The scene could be so grim to someone who preferred solid ground beneath their feet, to look out and see nothing but an empty expanse that stretched infinitely in every direction with only the faint glow of stars hundreds of light years off in the distance to show the way - if there could even really be a way, out in open space. Someone could make the case for both agoraphobia and claustrophobia if they tried hard enough, she supposed, but she loved it, all of it. The silence of the vacuum that her ship flew through, the serenity of actual solitude, all of it helped lower the natural stress that life put on her each morning and at the end of every night.

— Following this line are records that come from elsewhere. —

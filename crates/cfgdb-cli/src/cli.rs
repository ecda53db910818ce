use std::path::PathBuf;

use clap::{Args, Parser, Subcommand};

#[derive(Parser)]
#[command(
    name = "cfgdb",
    about = "Inspect and edit schema-driven configuration databases",
    version
)]
pub struct Cli {
    #[command(subcommand)]
    pub command: Command,

    #[arg(short, long, global = true)]
    pub verbose: bool,

    /// Settings file (TOML); environment variables still apply on top
    #[arg(long, global = true, value_name = "FILE")]
    pub config: Option<PathBuf>,

    #[arg(long, global = true, default_value = "text")]
    pub format: OutputFormat,
}

#[derive(Clone, Debug, clap::ValueEnum)]
pub enum OutputFormat {
    Text,
    Json,
}

#[derive(Subcommand)]
pub enum Command {
    /// Create a new database including the given schema files
    Create(CreateArgs),
    /// List the includes of a data file
    Includes(IncludesArgs),
    /// Add an include to a data file and commit
    AddInclude(IncludeEditArgs),
    /// Remove an include from a data file and commit
    RemoveInclude(IncludeEditArgs),
    /// List the objects of a class
    Objects(ObjectsArgs),
    /// Show one object
    Show(ObjectArgs),
    /// Create an object and commit
    New(NewArgs),
    /// Destroy an object and commit
    Rm(RmArgs),
    /// Test whether an object and what it references exist
    Test(TestArgs),
    /// Validate a database without writing anything
    Check(CheckArgs),
    /// List the classes of a schema or database
    Classes(ClassesArgs),
    /// Group the classes of a schema by inheritance
    Domains(DomainsArgs),
}

#[derive(Args)]
pub struct CreateArgs {
    /// Data file to create
    pub db: PathBuf,
    /// Schema file to include (repeatable)
    #[arg(short, long = "include", required = true)]
    pub includes: Vec<String>,
    /// Replace the file if it exists
    #[arg(long)]
    pub force: bool,
    #[arg(short, long, default_value = "created by cfgdb")]
    pub message: String,
}

#[derive(Args)]
pub struct IncludesArgs {
    /// Database spec: `jsonfile:<file>` or a data file path
    pub spec: String,
    /// Loaded data file to list instead of the database file
    #[arg(long)]
    pub file: Option<PathBuf>,
}

#[derive(Args)]
pub struct IncludeEditArgs {
    pub spec: String,
    /// Include path as written in the data file
    pub path: String,
    /// Loaded data file to edit instead of the database file
    #[arg(long)]
    pub file: Option<PathBuf>,
    #[arg(short, long)]
    pub message: Option<String>,
}

#[derive(Args)]
pub struct ObjectsArgs {
    pub spec: String,
    pub class: String,
}

#[derive(Args)]
pub struct ObjectArgs {
    pub spec: String,
    pub class: String,
    pub id: String,
}

#[derive(Args)]
pub struct NewArgs {
    pub spec: String,
    pub class: String,
    pub id: String,
    /// Field assignment `name=value`; the value is read as JSON, falling
    /// back to a plain string (repeatable)
    #[arg(short = 's', long = "set", value_name = "NAME=VALUE")]
    pub fields: Vec<String>,
    /// Create the object in this loaded data file
    #[arg(long)]
    pub file: Option<PathBuf>,
    #[arg(short, long)]
    pub message: Option<String>,
}

#[derive(Args)]
pub struct RmArgs {
    pub spec: String,
    pub class: String,
    pub id: String,
    #[arg(short, long)]
    pub message: Option<String>,
}

#[derive(Args)]
pub struct TestArgs {
    pub spec: String,
    pub class: String,
    pub id: String,
    /// Relation hops to follow
    #[arg(short, long, default_value = "0")]
    pub depth: usize,
}

#[derive(Args)]
pub struct CheckArgs {
    pub spec: String,
}

#[derive(Args)]
pub struct ClassesArgs {
    /// Schema file, data file or database spec
    pub source: String,
    /// Also list attributes and relations, inherited ones included
    #[arg(short, long)]
    pub long: bool,
}

#[derive(Args)]
pub struct DomainsArgs {
    /// Schema file
    pub schema: PathBuf,
}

A slight hum and mild vibration was all that gave sound to the cramped space, or at least it would have been if not for the half-hearted humming and occasional whistling that Ellie made as she lounged in the flight seat, her feet propped up against the duraglass panels that lined the hatch covering the cockpit. There wasn't any rhyme or reason behind the tune she made, it was just bits and pieces of other songs she knew but not in any deliberate order and generally a random selection of whimsy, but it gave a sort of peaceful feeling, like the feeling nostalgia might leave behind, to the part she enjoyed the most of space - traveling at sublight.
She counted each of the stars she could see through the viewport idly as the ship drifted through space, her left arm hanging down limp at her side, in the space meant for her legs, while her right arm was resting against the back of the chair. 'Day three hundred and one - still alone, enjoying the quiet.' She thought to herself, mimicking what she figured she might sound like speaking into a diary or something, with a hint of a smile - a look of amusement at her mental exercise. 'Nearly at Csilla, ran out of food last night and need to stock up on some supplies if I want to make it to the core.' The blonde continued, reaching up with her left hand, staring curiously at the back of it as she pressed the tips of her two longest fingers against the cold glass. 'Meditated on the force this morning, felt like Csilla was the right way to go, though the star chart shows Sarvchi might have been a better pick to make up for lost time.'
She lowered her hand at the thought, the sensation she'd felt earlier, in what would have been the morning on Bastion, returned to her like as if she'd been experiencing it for the first time. "I wonder if it means anything.." She thought aloud, shutting her eyes to think on it a while longer. She'd been practicing with the force since the start of her self-imposed exile, particularly in more esoteric ways, so the feeling was about as vague as it could get in her mind - she was still pretty bad at anything that wasn't just making herself faster or temporarily more physically fit or anything like that. Some things, though, were starting to come to her - beginning to make sense in ways she hadn't been able to grasp as an acolyte.
'Maybe I'll finally be a real Jedi.'
An innocent hope, perhaps, but as she drifted off into sleep she willed the thought to the forefront - finding herself among the stars, as she was trying to do now.